My father walked in carrying a basket of fruit, trailed closely by a young guy balancing a professional DSLR camera on his shoulder.

"Hey sweetie, feeling a little brighter today?"

He sat on the edge of my bed, smoothing down my hair with infinite tenderness. The red recording light on the camera was on.

"Look guys, our girl is getting some color back."

He picked up an apple and a paring knife, peeling the skin in one long, continuous ribbon, looking like the most patient, devoted father in the world.

"Dad..."

"Yeah, honey?"

"The camera in the house..."

The knife stopped.

"What camera?"

"The one in my room."

He offered me a slice of the apple, the gentle smile practically glued to his face.

"That's just the air quality monitor your mother bought."

He turned and made a swift, subtle cutting motion across his throat to the cameraman. The guy immediately powered down the rig and walked out, closing the door behind him.

The instant the latch clicked, the warmth vanished from my father's face.

He leaned in low, his voice dropping to a harsh whisper.

"Some things are better left unsaid. For your own good."

My heart violently seized.

"You can't say a word about this."

His eyes rimmed with red. He looked like a man in genuine, unspeakable agony.

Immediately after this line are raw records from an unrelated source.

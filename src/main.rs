use redbud::tree::RbTree;

#[derive(Debug)]
struct Person {
    first: String,
    last: String,
}

fn person(first: &str, last: &str) -> Person {
    Person {
        first: first.to_string(),
        last: last.to_string(),
    }
}

fn main() {
    let mut registry: RbTree<String, Person> = RbTree::new();

    let people = [
        ("Qm3kVd91xPa+EknRwuLCtPTYhNzBzRfLbw", "Mara", "Ellison"),
        ("Ae7tJc20yNb+FlmSxvMDuQUZiOaCaSgMcx", "Theo", "Brandt"),
        ("Zr5nWf83zQc+GonTywNEvRVAjPbDbThNdy", "Iris", "Okafor"),
        ("Kp1mXg74aRd+HpoUzxOFwSWBkQcEcUiOez", "Dario", "Vance"),
        ("Bw9oYh65bSe+IqpVayPGxTXClRdFdVjPfa", "Noor", "Lindqvist"),
        ("Ct2pZi56cTf+JrqWbzQHyUYDmSeGeWkQgb", "Felix", "Arnaud"),
        ("Dv4qAj47dUg+KsrXcaRIzVZEnTfHfXlRhc", "Sana", "Petrov"),
    ];

    for (id, first, last) in people {
        registry.insert(id.to_string(), person(first, last)).unwrap();
    }

    println!("registry in id order:");
    for (id, person) in registry.iter() {
        println!("  {id}: {} {}", person.first, person.last);
    }

    let probe = "Kp1mXg74aRd+HpoUzxOFwSWBkQcEcUiOez".to_string();
    match registry.find(&probe) {
        Some(id) => {
            let found = registry.value(id).unwrap();
            println!("found {}: {} {}", probe, found.first, found.last);
            let (_, gone) = registry.remove(id).unwrap();
            println!("removed {} {}", gone.first, gone.last);
        }
        None => println!("{probe} not present"),
    }

    println!("{} people remain", registry.len());
}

"Do you have any idea what would happen if this got out? I would go to prison. Your mother can't afford to keep you alive on her own. Every day you spend in this bed, every pill you take, is paid for by the attention of my followers. Do you really think they'll care whether you live or die once the illusion is shattered?"

He grabbed my hand, squeezing it so hard I felt the bones in my fingers grind together.

"Bertha. I am begging you."

He slid off the edge of the mattress and dropped to his knees.

The internet's ultimate dad, the saint of animal rescue, kneeling on the linoleum floor, pressing his forehead against the metal railing of my hospital bed.

"Just give me some time. I will keep them under control."

Connor and Jace were hovering by the door, peeking in.

The corner of Connor's mouth twitched upward.

The door opened wider, bumping into the twins as my mother walked in with her soup thermos.

"What's going on?"

My father scrambled to his feet, quickly swiping a hand over his face.

"Nothing. Just having a heart-to-heart with Bertha."

My mother unscrewed the lid of the thermos. Steam curled into the air.

"Pork rib and lotus root. Good for rebuilding your strength."

She brought a spoonful to her lips and blew on it.

"Perfect. Here."

She fed it to me, spoon by spoon.

The broth was deeply savory.

I didn't cry.

I realized I didn't know who was left in the world to cry to.

When the bowl was empty, my mother packed up the thermos and walked out with my father.

Through the thin drywall, I caught fragments of their conversation in the hallway.

"David, a reporter reached out to me. She wants an interview. About Bertha's poisoning."

A beat of dead silence.

"From where?"

"A local investigative outlet. She said a reader tipped them off. They think the poisoning wasn't an accident."

Another three seconds of silence.

"Decline it. If she reaches out again, tell legal to send a cease and desist."

Their footsteps faded down the corridor.

The room was left with nothing but the rhythmic hum of the EKG monitor and the faint, distant sound of traffic.

At some point, Jace had crept back to the side of my bed. He was loudly crunching on the apple my father had peeled.

"Bertha, if that reporter actually finds out..."

He took another massive bite, chewing with his mouth open.

"Would you rather Dad go to jailor would you rather be out on the street with no one to pay for your meds?"